Alumis isn't an isolated case. Biotech IPOs in 2026 have already raised about $5 billion across roughly 14 deals through late June.
But the math reveals something unusual. The median IPO size in Q1 2026 was $287.5 million, more than double the early 2025 figure. Kailera Therapeutics shattered records in April with a $625 million debut, surpassing Moderna's $600 million 2018 offering as the largest biotech IPO ever.
Of the first 13 venture-backed biotechs to go public in 2026, 11 raised at least $250 million each. This isn't a broad reopening of the IPO market. It's a velvet rope situation: if you have late-stage data and a well-known investor syndicate, you're in. Everyone else is still waiting outside.
Analysts covering Alumis generally rate it a Buy, with price targets ranging from as low as $19 up to $55, with consensus implying roughly 79% upside from recent levels. Oppenheimer recently raised its target to $55.
The bull case is straightforward: envudeucitinib's Phase 3 data looks competitive, the safety story differentiates it, and the company now has a massive cash pile to fund commercialization prep.

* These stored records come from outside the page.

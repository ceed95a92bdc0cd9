//! Encoding and decoding for the keysound wire protocol.
//!
//! Wire format, client → server:
//! ```text
//! [identifier:1][code:1]      identifier = 254 (press) | 255 (release)
//! ```
//! Wire format, server → client:
//! ```text
//! P<decimal digits>\n         play lump <digits> + 1
//! ```
//!
//! Every function here is total: malformed input yields `None` / `Skip`,
//! never an error, because the protocol has no way to report one back.

use crate::protocol::messages::{
    Encoded, KeyTransition, LumpIndex, WireFrame, FRAME_SIZE, PLAY_COMMAND_PREFIX,
    PRESS_IDENTIFIER, RELEASE_IDENTIFIER,
};

// ── Client → server ───────────────────────────────────────────────────────────

/// Encodes a key transition into a 2-byte frame.
///
/// Returns [`Encoded::Skip`] when `code` does not fit in one byte.
///
/// # Examples
///
/// ```rust
/// use keysound_core::protocol::{encode_key_event, Encoded};
///
/// match encode_key_event(true, 30) {
///     Encoded::Frame(frame) => assert_eq!(frame.to_bytes(), [254, 30]),
///     Encoded::Skip => unreachable!(),
/// }
/// assert_eq!(encode_key_event(false, 256), Encoded::Skip);
/// ```
pub fn encode_key_event(is_press: bool, code: u16) -> Encoded {
    match u8::try_from(code) {
        Ok(code) => Encoded::Frame(WireFrame::new(KeyTransition { is_press, code })),
        Err(_) => Encoded::Skip,
    }
}

/// Decodes one 2-byte frame. Returns `None` for an unknown identifier byte.
pub fn decode_frame(bytes: [u8; FRAME_SIZE]) -> Option<KeyTransition> {
    let is_press = match bytes[0] {
        PRESS_IDENTIFIER => true,
        RELEASE_IDENTIFIER => false,
        _ => return None,
    };
    Some(KeyTransition {
        is_press,
        code: bytes[1],
    })
}

// ── Server → client ───────────────────────────────────────────────────────────

/// Decodes one server line (without its trailing newline).
///
/// A line of the form `P<digits>` yields the lump *after* the one named, so
/// `"P5"` plays lump 6. Anything else, including trailing characters, a sign,
/// whitespace, or a number whose successor does not fit in `u32`, yields
/// `None`.
///
/// # Examples
///
/// ```rust
/// use keysound_core::protocol::{decode_server_line, LumpIndex};
///
/// assert_eq!(decode_server_line("P5"), Some(LumpIndex(6)));
/// assert_eq!(decode_server_line("P5x"), None);
/// assert_eq!(decode_server_line("hello"), None);
/// ```
pub fn decode_server_line(line: impl AsRef<[u8]>) -> Option<LumpIndex> {
    let (&prefix, digits) = line.as_ref().split_first()?;
    if prefix != PLAY_COMMAND_PREFIX || digits.is_empty() {
        return None;
    }

    let mut value: u32 = 0;
    for &b in digits {
        if !b.is_ascii_digit() {
            return None;
        }
        value = value.checked_mul(10)?.checked_add(u32::from(b - b'0'))?;
    }

    value.checked_add(1).map(LumpIndex)
}

/// Formats the line a server sends to make the client play `lump`.
///
/// This is the inverse of [`decode_server_line`], including the off-by-one:
/// asking for lump 6 produces `"P5\n"`. Returns `None` for lump 0, which no
/// command can reach.
pub fn encode_play_command(lump: LumpIndex) -> Option<String> {
    let named = lump.0.checked_sub(1)?;
    Some(format!("P{named}\n"))
}

// ── Tests ─────────────────────────────────────────────────────────────────────

#[cfg(test)]
mod tests {
    use super::*;

    // ── Frames ───────────────────────────────────────────────────────────────

    #[test]
    fn test_encode_press_produces_press_frame() {
        assert_eq!(
            encode_key_event(true, 30),
            Encoded::Frame(WireFrame::new(KeyTransition { is_press: true, code: 30 }))
        );
    }

    #[test]
    fn test_encode_boundary_codes() {
        assert!(matches!(encode_key_event(true, 0), Encoded::Frame(_)));
        assert!(matches!(encode_key_event(false, 255), Encoded::Frame(_)));
        assert_eq!(encode_key_event(true, 256), Encoded::Skip);
        assert_eq!(encode_key_event(false, u16::MAX), Encoded::Skip);
    }

    #[test]
    fn test_every_representable_code_survives_encode_then_decode() {
        for code in 0..=255u16 {
            for is_press in [true, false] {
                let Encoded::Frame(frame) = encode_key_event(is_press, code) else {
                    panic!("code {code} must encode");
                };
                let decoded = decode_frame(frame.to_bytes()).expect("frame must decode");
                assert_eq!(decoded.is_press, is_press);
                assert_eq!(u16::from(decoded.code), code);
            }
        }
    }

    #[test]
    fn test_decode_frame_rejects_unknown_identifier() {
        assert_eq!(decode_frame([0, 30]), None);
        assert_eq!(decode_frame([253, 30]), None);
    }

    // ── Server lines ─────────────────────────────────────────────────────────

    #[test]
    fn test_decode_play_command_applies_offset() {
        assert_eq!(decode_server_line("P5"), Some(LumpIndex(6)));
        assert_eq!(decode_server_line("P0"), Some(LumpIndex(1)));
        assert_eq!(decode_server_line(b"P575"), Some(LumpIndex(576)));
    }

    #[test]
    fn test_decode_accepts_leading_zeros() {
        assert_eq!(decode_server_line("P007"), Some(LumpIndex(8)));
    }

    #[test]
    fn test_decode_rejects_trailing_characters() {
        assert_eq!(decode_server_line("P5x"), None);
        assert_eq!(decode_server_line("P5 "), None);
        assert_eq!(decode_server_line("P5\r"), None);
    }

    #[test]
    fn test_decode_rejects_non_commands() {
        assert_eq!(decode_server_line("hello"), None);
        assert_eq!(decode_server_line(""), None);
        assert_eq!(decode_server_line("P"), None);
        assert_eq!(decode_server_line("p5"), None);
        assert_eq!(decode_server_line(" P5"), None);
    }

    #[test]
    fn test_decode_rejects_signs() {
        assert_eq!(decode_server_line("P-1"), None);
        assert_eq!(decode_server_line("P+1"), None);
    }

    #[test]
    fn test_decode_rejects_overflow() {
        // u32::MAX itself parses, but its successor does not exist.
        assert_eq!(decode_server_line(format!("P{}", u32::MAX)), None);
        assert_eq!(decode_server_line("P99999999999"), None);
        assert_eq!(
            decode_server_line(format!("P{}", u32::MAX - 1)),
            Some(LumpIndex(u32::MAX))
        );
    }

    #[test]
    fn test_encode_play_command_is_inverse_of_decode() {
        let line = encode_play_command(LumpIndex(11)).unwrap();
        assert_eq!(line, "P10\n");
        assert_eq!(decode_server_line(line.trim_end_matches('\n')), Some(LumpIndex(11)));
    }

    #[test]
    fn test_encode_play_command_cannot_reach_lump_zero() {
        assert_eq!(encode_play_command(LumpIndex(0)), None);
    }
}
//! Silent audio engine for hosts without an output device.
//!
//! Each session sleeps for the real-time length of its buffer, so worker
//! concurrency and queueing behave as they would with real output.

use std::sync::Arc;
use std::thread;
use std::time::Duration;

use tracing::trace;

use super::engine::{AudioEngine, AudioError, PcmFormat, PlaybackSession};

/// An [`AudioEngine`] that renders nothing.
#[derive(Debug, Default, Clone, Copy)]
pub struct NullAudioEngine;

impl NullAudioEngine {
    pub fn new() -> Self {
        Self
    }
}

impl AudioEngine for NullAudioEngine {
    fn acquire(&self) -> Result<Box<dyn PlaybackSession>, AudioError> {
        Ok(Box::new(NullSession { duration: None }))
    }
}

struct NullSession {
    duration: Option<Duration>,
}

impl PlaybackSession for NullSession {
    fn submit(&mut self, pcm: Arc<[u8]>, format: PcmFormat) -> Result<(), AudioError> {
        if self.duration.is_some() {
            return Err(AudioError::AlreadySubmitted);
        }
        self.duration = Some(format.duration_of(pcm.len()));
        Ok(())
    }

    fn wait(&mut self) -> Result<(), AudioError> {
        let duration = self.duration.ok_or(AudioError::NothingSubmitted)?;
        trace!(?duration, "null playback");
        thread::sleep(duration);
        Ok(())
    }
}

// ── Tests ─────────────────────────────────────────────────────────────────────
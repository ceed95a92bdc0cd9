//! Message types shared by the client and any server speaking the keysound
//! wire protocol.
//!
//! Two directions, two very different encodings:
//!
//! - **client → server**: fixed 2-byte [`WireFrame`]s, `[identifier, code]`.
//! - **server → client**: newline-delimited ASCII commands, `P<digits>`.
//!
//! The raw [`InputEvent`] record read from the kernel input device is also
//! defined here because it is the source of every outbound frame.

use std::fmt;

// ── Protocol constants ────────────────────────────────────────────────────────

/// Identifier byte of a key-press frame.
pub const PRESS_IDENTIFIER: u8 = 254;

/// Identifier byte of a key-release frame.
pub const RELEASE_IDENTIFIER: u8 = 255;

/// Size of one outbound frame in bytes.
pub const FRAME_SIZE: usize = 2;

/// Size of one raw input record (`struct input_event` on 64-bit Linux).
pub const INPUT_EVENT_SIZE: usize = 24;

/// `EV_KEY` from `linux/input-event-codes.h`.
pub const EV_KEY: u16 = 0x01;

/// Leading byte of a play command line.
pub const PLAY_COMMAND_PREFIX: u8 = b'P';

// ── Key transitions and frames ────────────────────────────────────────────────

/// A single key state change as it travels on the wire.
#[derive(Debug, Clone, Copy, PartialEq, Eq, Hash)]
pub struct KeyTransition {
    /// `true` for a press, `false` for a release.
    pub is_press: bool,
    /// Kernel key code. Only codes `0..=255` are representable on the wire.
    pub code: u8,
}

/// One outbound 2-byte frame.
#[derive(Debug, Clone, Copy, PartialEq, Eq, Hash)]
pub struct WireFrame {
    identifier: u8,
    code: u8,
}

impl WireFrame {
    /// Builds the frame for `transition`.
    pub fn new(transition: KeyTransition) -> Self {
        let identifier = if transition.is_press {
            PRESS_IDENTIFIER
        } else {
            RELEASE_IDENTIFIER
        };
        Self {
            identifier,
            code: transition.code,
        }
    }

    /// Returns the identifier byte (`254` or `255`).
    pub fn identifier(&self) -> u8 {
        self.identifier
    }

    /// Returns the key code byte.
    pub fn code(&self) -> u8 {
        self.code
    }

    /// Returns the frame exactly as it is written to the socket.
    pub fn to_bytes(self) -> [u8; FRAME_SIZE] {
        [self.identifier, self.code]
    }
}

/// Result of encoding a key transition.
///
/// `Skip` is not an error: a code that does not fit in one byte is simply not
/// sent, and the caller carries on as if it had been.
#[derive(Debug, Clone, Copy, PartialEq, Eq)]
pub enum Encoded {
    /// The frame to write.
    Frame(WireFrame),
    /// The code was out of range; nothing goes on the wire.
    Skip,
}

// ── Raw input records ─────────────────────────────────────────────────────────

/// Classification of a `EV_KEY` record's `value` field.
#[derive(Debug, Clone, Copy, PartialEq, Eq)]
pub enum KeyAction {
    /// `value == 1`
    Press,
    /// `value == 0`
    Release,
    /// `value == 2`; the kernel's typematic repeat. Never forwarded.
    Autorepeat,
    /// Any other value.
    Unknown(i32),
}

impl From<i32> for KeyAction {
    fn from(value: i32) -> Self {
        match value {
            1 => KeyAction::Press,
            0 => KeyAction::Release,
            2 => KeyAction::Autorepeat,
            other => KeyAction::Unknown(other),
        }
    }
}

/// One fixed-size record read from an input event device.
///
/// Layout (host byte order):
///
/// ```text
/// [seconds:8][microseconds:8][type:2][code:2][value:4]
/// ```
#[derive(Debug, Clone, Copy, PartialEq, Eq)]
pub struct InputEvent {
    pub seconds: u64,
    pub microseconds: u64,
    pub event_type: u16,
    pub code: u16,
    pub value: i32,
}

impl InputEvent {
    /// Decodes one complete record.
    pub fn from_bytes(raw: &[u8; INPUT_EVENT_SIZE]) -> Self {
        Self {
            seconds: u64::from_ne_bytes([
                raw[0], raw[1], raw[2], raw[3], raw[4], raw[5], raw[6], raw[7],
            ]),
            microseconds: u64::from_ne_bytes([
                raw[8], raw[9], raw[10], raw[11], raw[12], raw[13], raw[14], raw[15],
            ]),
            event_type: u16::from_ne_bytes([raw[16], raw[17]]),
            code: u16::from_ne_bytes([raw[18], raw[19]]),
            value: i32::from_ne_bytes([raw[20], raw[21], raw[22], raw[23]]),
        }
    }

    /// Decodes the first record in `bytes`, or `None` if fewer than
    /// [`INPUT_EVENT_SIZE`] bytes are available.
    pub fn parse(bytes: &[u8]) -> Option<Self> {
        let raw: &[u8; INPUT_EVENT_SIZE] = bytes.get(..INPUT_EVENT_SIZE)?.try_into().ok()?;
        Some(Self::from_bytes(raw))
    }

    /// Encodes the record back into its 24-byte form.
    ///
    /// The client never writes records; this exists for fixtures and for
    /// tools that synthesise device input.
    pub fn to_bytes(&self) -> [u8; INPUT_EVENT_SIZE] {
        let mut raw = [0u8; INPUT_EVENT_SIZE];
        raw[0..8].copy_from_slice(&self.seconds.to_ne_bytes());
        raw[8..16].copy_from_slice(&self.microseconds.to_ne_bytes());
        raw[16..18].copy_from_slice(&self.event_type.to_ne_bytes());
        raw[18..20].copy_from_slice(&self.code.to_ne_bytes());
        raw[20..24].copy_from_slice(&self.value.to_ne_bytes());
        raw
    }

    /// Convenience constructor for a key record with zeroed timestamps.
    pub fn key(code: u16, value: i32) -> Self {
        Self {
            seconds: 0,
            microseconds: 0,
            event_type: EV_KEY,
            code,
            value,
        }
    }

    /// Returns `true` when the record is an `EV_KEY` event.
    pub fn is_key(&self) -> bool {
        self.event_type == EV_KEY
    }

    /// Classifies the value of a key record; `None` for every other type.
    pub fn key_action(&self) -> Option<KeyAction> {
        self.is_key().then(|| KeyAction::from(self.value))
    }
}

// ── Lump addressing ───────────────────────────────────────────────────────────

/// Position of a lump in an archive's directory.
#[derive(Debug, Clone, Copy, PartialEq, Eq, Hash, PartialOrd, Ord)]
pub struct LumpIndex(pub u32);

impl LumpIndex {
    /// Returns the index as a `usize` for slice lookups.
    pub fn as_usize(self) -> usize {
        self.0 as usize
    }
}

impl fmt::Display for LumpIndex {
    fn fmt(&self, f: &mut fmt::Formatter<'_>) -> fmt::Result {
        write!(f, "#{}", self.0)
    }
}

impl From<u32> for LumpIndex {
    fn from(value: u32) -> Self {
        LumpIndex(value)
    }
}

// ── Tests ─────────────────────────────────────────────────────────────────────
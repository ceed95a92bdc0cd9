//! Recording audio engine for tests and dry runs.
//!
//! Nothing is played. Each session records the buffer it was given, can be
//! made to take a fixed time to "play", and can be made to fail. The engine
//! also tracks how many sessions were alive at once so tests can check the
//! dispatcher's concurrency bound.
//!
//! ```ignore
//! let engine = Arc::new(RecordingAudioEngine::new().with_delay(Duration::from_millis(20)));
//! let dispatcher = PlaybackDispatcher::start(archive, engine.clone(), 2)?;
//! dispatcher.play(LumpIndex(1))?;
//! dispatcher.stop();
//! assert_eq!(engine.completed(), 1);
//! ```

use std::sync::atomic::{AtomicUsize, Ordering};
use std::sync::{Arc, Mutex, PoisonError};
use std::thread;
use std::time::Duration;

use super::engine::{AudioEngine, AudioError, PcmFormat, PlaybackSession};

#[derive(Default)]
struct Shared {
    submitted: Mutex<Vec<(Arc<[u8]>, PcmFormat)>>,
    completed: AtomicUsize,
    failed: AtomicUsize,
    active: AtomicUsize,
    max_active: AtomicUsize,
}

/// An [`AudioEngine`] that records every session instead of playing it.
#[derive(Default)]
pub struct RecordingAudioEngine {
    shared: Arc<Shared>,
    delay: Duration,
    fail_acquire: bool,
    fail_sessions: bool,
}

impl RecordingAudioEngine {
    /// Creates an engine whose sessions complete immediately.
    pub fn new() -> Self {
        Self::default()
    }

    /// Makes every session take `delay` to complete.
    pub fn with_delay(mut self, delay: Duration) -> Self {
        self.delay = delay;
        self
    }

    /// Makes `acquire` fail.
    pub fn failing_acquire(mut self) -> Self {
        self.fail_acquire = true;
        self
    }

    /// Makes every session's `wait` fail after its delay.
    pub fn failing_sessions(mut self) -> Self {
        self.fail_sessions = true;
        self
    }

    /// Buffers submitted so far, in submission order.
    pub fn submitted(&self) -> Vec<(Arc<[u8]>, PcmFormat)> {
        self.shared
            .submitted
            .lock()
            .unwrap_or_else(PoisonError::into_inner)
            .clone()
    }

    /// Sessions whose `wait` returned successfully.
    pub fn completed(&self) -> usize {
        self.shared.completed.load(Ordering::SeqCst)
    }

    /// Sessions that failed in `acquire` or `wait`.
    pub fn failed(&self) -> usize {
        self.shared.failed.load(Ordering::SeqCst)
    }

    /// Sessions currently alive.
    pub fn active(&self) -> usize {
        self.shared.active.load(Ordering::SeqCst)
    }

    /// Highest number of sessions alive at the same time.
    pub fn max_concurrent(&self) -> usize {
        self.shared.max_active.load(Ordering::SeqCst)
    }
}

impl AudioEngine for RecordingAudioEngine {
    fn acquire(&self) -> Result<Box<dyn PlaybackSession>, AudioError> {
        if self.fail_acquire {
            self.shared.failed.fetch_add(1, Ordering::SeqCst);
            return Err(AudioError::NoOutputDevice);
        }
        let now = self.shared.active.fetch_add(1, Ordering::SeqCst) + 1;
        self.shared.max_active.fetch_max(now, Ordering::SeqCst);
        Ok(Box::new(RecordingSession {
            shared: Arc::clone(&self.shared),
            delay: self.delay,
            fail: self.fail_sessions,
            submitted: false,
        }))
    }
}

struct RecordingSession {
    shared: Arc<Shared>,
    delay: Duration,
    fail: bool,
    submitted: bool,
}

impl PlaybackSession for RecordingSession {
    fn submit(&mut self, pcm: Arc<[u8]>, format: PcmFormat) -> Result<(), AudioError> {
        if self.submitted {
            return Err(AudioError::AlreadySubmitted);
        }
        self.submitted = true;
        self.shared
            .submitted
            .lock()
            .unwrap_or_else(PoisonError::into_inner)
            .push((pcm, format));
        Ok(())
    }

    fn wait(&mut self) -> Result<(), AudioError> {
        if !self.submitted {
            return Err(AudioError::NothingSubmitted);
        }
        thread::sleep(self.delay);
        if self.fail {
            self.shared.failed.fetch_add(1, Ordering::SeqCst);
            return Err(AudioError::Stream("injected failure".into()));
        }
        self.shared.completed.fetch_add(1, Ordering::SeqCst);
        Ok(())
    }
}

impl Drop for RecordingSession {
    fn drop(&mut self) {
        self.shared.active.fetch_sub(1, Ordering::SeqCst);
    }
}
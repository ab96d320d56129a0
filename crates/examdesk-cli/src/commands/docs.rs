//! Document store commands

use crate::app::{DocsAction, DocsArgs, OutputFormat};
use crate::output::{self, DocumentRow, FormatOptions};
use anyhow::{Context, Result};
use chrono::Utc;
use examdesk_core::{Document, DocumentStore, ExamInfo};
use std::path::Path;

pub async fn run(args: DocsArgs, store_path: &Path, format: OutputFormat) -> Result<()> {
    let mut store = DocumentStore::open(store_path)?;

    match args.action {
        DocsAction::Add {
            file,
            name,
            subject,
            file_type,
            exam_type,
            year,
        } => {
            let content = std::fs::read_to_string(&file)
                .with_context(|| format!("Failed to read {}", file.display()))?;
            let name = name.unwrap_or_else(|| {
                file.file_name()
                    .and_then(|n| n.to_str())
                    .unwrap_or("unnamed")
                    .to_string()
            });

            let mut document = Document::new(name, content).with_upload_date(Utc::now());
            if let Some(subject) = subject {
                document = document.with_subject(subject);
            }
            document = document.with_file_type(file_type.unwrap_or_else(|| guess_mime(&file)));
            if exam_type.is_some() || year.is_some() {
                document = document.with_exam_info(ExamInfo {
                    exam_type,
                    year,
                    ..Default::default()
                });
            }

            let position = store.add(document);
            store.save()?;
            println!(
                "Added document '{}' at position {}",
                store.documents()[position].name,
                position
            );
        }
        DocsAction::List => {
            if store.is_empty() && format == OutputFormat::Cli {
                println!("No documents");
            } else {
                let rows: Vec<DocumentRow> = store
                    .documents()
                    .iter()
                    .enumerate()
                    .map(|(position, document)| DocumentRow { position, document })
                    .collect();
                print!(
                    "{}",
                    output::format_documents(&rows, format, &FormatOptions::default())
                );
            }
        }
        DocsAction::Remove { position } => {
            let removed = store.remove(position)?;
            store.save()?;
            println!("Removed document '{}'", removed.name);
        }
    }
    Ok(())
}

fn guess_mime(path: &Path) -> String {
    let extension = path
        .extension()
        .and_then(|e| e.to_str())
        .map(str::to_lowercase)
        .unwrap_or_default();

    match extension.as_str() {
        "pdf" => "application/pdf",
        "txt" => "text/plain",
        "md" => "text/markdown",
        "html" | "htm" => "text/html",
        "doc" => "application/msword",
        "docx" => "application/vnd.openxmlformats-officedocument.wordprocessingml.document",
        _ => "application/octet-stream",
    }
    .to_string()
}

Alumis later raised an additional $345 million in a follow-on offering (at $17 per share, above the IPO price), which tells you institutional demand sharpened once the initial volatility settled.
The bear case is equally simple. Alumis is pre-revenue. Psoriasis is a crowded market with biologics that already work well. And broken IPOs sometimes stay broken.
But for a company that has raised over $600 million before selling a single pill, the bet is clear: TYK2 inhibition will be big enough to justify all of it. The 2026 IPO window gave Alumis its shot. Now the Phase 3 data has to deliver.